** WHAT IS EXPECTED **
Only lines with the string "CompletionRequest" matter here; gather them from the material below.

** DATA RECORDS **
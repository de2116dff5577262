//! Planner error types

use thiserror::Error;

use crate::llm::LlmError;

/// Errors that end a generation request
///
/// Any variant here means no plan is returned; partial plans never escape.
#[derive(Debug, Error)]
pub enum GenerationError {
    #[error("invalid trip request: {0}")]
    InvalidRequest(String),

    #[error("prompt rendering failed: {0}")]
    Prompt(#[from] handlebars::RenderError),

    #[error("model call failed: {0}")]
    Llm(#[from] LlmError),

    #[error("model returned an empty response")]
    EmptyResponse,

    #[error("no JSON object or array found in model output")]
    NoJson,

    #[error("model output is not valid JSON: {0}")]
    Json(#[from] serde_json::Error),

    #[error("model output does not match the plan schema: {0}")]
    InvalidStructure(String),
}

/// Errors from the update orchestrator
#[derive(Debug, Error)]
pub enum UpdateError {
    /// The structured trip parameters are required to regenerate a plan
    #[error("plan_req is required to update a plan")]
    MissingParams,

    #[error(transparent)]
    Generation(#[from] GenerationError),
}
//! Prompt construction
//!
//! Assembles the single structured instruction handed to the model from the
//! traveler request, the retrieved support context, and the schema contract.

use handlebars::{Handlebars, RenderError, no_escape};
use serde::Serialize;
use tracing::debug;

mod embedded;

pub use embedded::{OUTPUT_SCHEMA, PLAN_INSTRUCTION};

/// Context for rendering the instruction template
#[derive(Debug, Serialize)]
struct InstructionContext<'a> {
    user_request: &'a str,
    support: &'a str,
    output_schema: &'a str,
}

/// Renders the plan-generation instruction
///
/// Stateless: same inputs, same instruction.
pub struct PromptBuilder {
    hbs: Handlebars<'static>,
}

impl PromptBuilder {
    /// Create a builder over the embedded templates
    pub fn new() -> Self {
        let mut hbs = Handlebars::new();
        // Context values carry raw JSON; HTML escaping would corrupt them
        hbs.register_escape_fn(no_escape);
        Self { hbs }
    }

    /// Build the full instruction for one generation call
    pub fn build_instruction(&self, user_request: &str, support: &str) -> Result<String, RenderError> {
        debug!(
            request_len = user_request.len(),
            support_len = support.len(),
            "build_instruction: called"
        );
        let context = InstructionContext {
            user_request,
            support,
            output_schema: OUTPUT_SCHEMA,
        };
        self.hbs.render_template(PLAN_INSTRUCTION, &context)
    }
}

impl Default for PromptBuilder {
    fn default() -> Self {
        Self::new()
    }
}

* * *

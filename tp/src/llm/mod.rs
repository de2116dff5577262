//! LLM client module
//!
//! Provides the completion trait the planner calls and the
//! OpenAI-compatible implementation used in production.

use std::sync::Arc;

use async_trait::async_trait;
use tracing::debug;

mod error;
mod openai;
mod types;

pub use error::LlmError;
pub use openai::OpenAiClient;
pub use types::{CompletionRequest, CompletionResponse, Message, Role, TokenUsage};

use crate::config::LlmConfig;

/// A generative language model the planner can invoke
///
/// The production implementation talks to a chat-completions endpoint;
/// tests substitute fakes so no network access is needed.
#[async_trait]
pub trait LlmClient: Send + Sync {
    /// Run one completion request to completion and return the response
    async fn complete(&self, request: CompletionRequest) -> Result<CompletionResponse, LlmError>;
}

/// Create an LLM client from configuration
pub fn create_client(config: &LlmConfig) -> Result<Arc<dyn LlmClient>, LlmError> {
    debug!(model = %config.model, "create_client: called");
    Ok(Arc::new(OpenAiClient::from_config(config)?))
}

* * *

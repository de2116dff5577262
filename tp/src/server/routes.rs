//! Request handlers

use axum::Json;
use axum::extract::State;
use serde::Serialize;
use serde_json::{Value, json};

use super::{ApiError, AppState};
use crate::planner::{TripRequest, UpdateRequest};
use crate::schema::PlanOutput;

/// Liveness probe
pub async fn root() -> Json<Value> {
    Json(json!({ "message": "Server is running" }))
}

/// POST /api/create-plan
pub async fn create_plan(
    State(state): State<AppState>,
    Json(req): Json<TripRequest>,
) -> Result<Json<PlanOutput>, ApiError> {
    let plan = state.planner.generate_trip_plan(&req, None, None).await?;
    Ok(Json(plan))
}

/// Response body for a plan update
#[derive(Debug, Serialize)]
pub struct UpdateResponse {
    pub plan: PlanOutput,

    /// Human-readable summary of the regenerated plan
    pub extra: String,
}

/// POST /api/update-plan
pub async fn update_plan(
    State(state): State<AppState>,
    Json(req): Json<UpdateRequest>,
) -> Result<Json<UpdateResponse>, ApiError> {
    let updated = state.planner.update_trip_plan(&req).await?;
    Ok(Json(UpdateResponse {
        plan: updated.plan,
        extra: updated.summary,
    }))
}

** PROBLEM SOLUTION **
pub use types::{CompletionRequest, CompletionResponse, Message, Role, TokenUsage};
    async fn complete(&self, request: CompletionRequest) -> Result<CompletionResponse, LlmError>;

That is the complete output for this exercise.